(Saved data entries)

● ● ● ● ●

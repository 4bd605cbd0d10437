//! Deterministic language model for tests.
//!
//! [`ScriptedModel`] answers classification with a fixed reply and streams a
//! scripted list of chunks, optionally pausing between chunks or failing
//! part-way. Later requests can be given their own scripts. Every prompt and
//! request it receives is recorded.

use std::sync::atomic::{AtomicUsize, Ordering};
use std::sync::{Arc, Mutex, PoisonError};
use std::time::Duration;

use futures::future::BoxFuture;
use futures::FutureExt;

use crate::error::LlmErrorKind;
use crate::model::{ChunkStream, LanguageModel, ModelError, ModelRequest};

#[derive(Debug, Default)]
struct Log {
    completions: Vec<String>,
    requests: Vec<ModelRequest>,
}

/// Increments a counter when the owning stream is dropped.
struct DropCounter(Arc<AtomicUsize>);

impl Drop for DropCounter {
    fn drop(&mut self) {
        self.0.fetch_add(1, Ordering::SeqCst);
    }
}

/// A scripted [`LanguageModel`].
#[derive(Debug, Clone)]
pub struct ScriptedModel {
    classification: Result<String, ModelError>,
    scripts: Vec<Vec<String>>,
    failure: Option<(usize, ModelError)>,
    delay: Option<Duration>,
    log: Arc<Mutex<Log>>,
    dropped: Arc<AtomicUsize>,
}

impl Default for ScriptedModel {
    fn default() -> Self {
        Self::new()
    }
}

impl ScriptedModel {
    /// A model that classifies as `other` and streams nothing.
    #[must_use]
    pub fn new() -> Self {
        Self {
            classification: Ok("other".to_string()),
            scripts: vec![Vec::new()],
            failure: None,
            delay: None,
            log: Arc::new(Mutex::new(Log::default())),
            dropped: Arc::new(AtomicUsize::new(0)),
        }
    }

    /// Sets the raw classification reply.
    #[must_use]
    pub fn classify_as(mut self, reply: impl Into<String>) -> Self {
        self.classification = Ok(reply.into());
        self
    }

    /// Makes classification fail.
    #[must_use]
    pub fn fail_classification(mut self, kind: LlmErrorKind, message: impl Into<String>) -> Self {
        self.classification = Err(ModelError::new(kind, message));
        self
    }

    /// Sets the answer chunks streamed in order.
    #[must_use]
    pub fn with_chunks<I, S>(mut self, chunks: I) -> Self
    where
        I: IntoIterator<Item = S>,
        S: Into<String>,
    {
        let chunks = chunks.into_iter().map(Into::into).collect();
        match self.scripts.first_mut() {
            Some(first) => *first = chunks,
            None => self.scripts.push(chunks),
        }
        self
    }

    /// Adds the chunks for the next request. The last script repeats.
    #[must_use]
    pub fn then_chunks<I, S>(mut self, chunks: I) -> Self
    where
        I: IntoIterator<Item = S>,
        S: Into<String>,
    {
        self.scripts.push(chunks.into_iter().map(Into::into).collect());
        self
    }

    /// Fails the answer stream after `after` chunks have been yielded.
    #[must_use]
    pub fn fail_after(mut self, after: usize, kind: LlmErrorKind, message: impl Into<String>) -> Self {
        self.failure = Some((after, ModelError::new(kind, message)));
        self
    }

    /// Sleeps for `delay` before every chunk.
    #[must_use]
    pub const fn with_delay(mut self, delay: Duration) -> Self {
        self.delay = Some(delay);
        self
    }

    /// Prompts received by [`LanguageModel::complete`], in call order.
    #[must_use]
    pub fn completions(&self) -> Vec<String> {
        self.log
            .lock()
            .unwrap_or_else(PoisonError::into_inner)
            .completions
            .clone()
    }

    /// Requests received by [`LanguageModel::stream`], in call order.
    #[must_use]
    pub fn requests(&self) -> Vec<ModelRequest> {
        self.log
            .lock()
            .unwrap_or_else(PoisonError::into_inner)
            .requests
            .clone()
    }

    /// Number of answer streams that have been dropped.
    #[must_use]
    pub fn streams_dropped(&self) -> usize {
        self.dropped.load(Ordering::SeqCst)
    }
}

impl LanguageModel for ScriptedModel {
    fn name(&self) -> &str {
        "scripted"
    }

    fn complete(&self, prompt: String) -> BoxFuture<'_, Result<String, ModelError>> {
        self.log
            .lock()
            .unwrap_or_else(PoisonError::into_inner)
            .completions
            .push(prompt);
        let reply = self.classification.clone();
        async move { reply }.boxed()
    }

    fn stream(&self, request: ModelRequest) -> ChunkStream {
        let served = {
            let mut log = self.log.lock().unwrap_or_else(PoisonError::into_inner);
            log.requests.push(request);
            log.requests.len() - 1
        };

        let chunks = self
            .scripts
            .get(served)
            .or_else(|| self.scripts.last())
            .cloned()
            .unwrap_or_default();
        let failure = self.failure.clone();
        let delay = self.delay;
        let guard = DropCounter(Arc::clone(&self.dropped));

        Box::pin(async_stream::stream! {
            let _guard = guard;
            for (index, chunk) in chunks.into_iter().enumerate() {
                if let Some((after, error)) = &failure {
                    if index == *after {
                        yield Err(error.clone());
                        return;
                    }
                }
                if let Some(delay) = delay {
                    tokio::time::sleep(delay).await;
                }
                yield Ok(chunk);
            }
            if let Some((_, error)) = failure {
                yield Err(error);
            }
        })
    }
}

● ● ● ● ●

### Task instructions:
Among the entries above, some lines may hold the string "crate". State how many, and give nothing but the number.

### Reply to the task:
2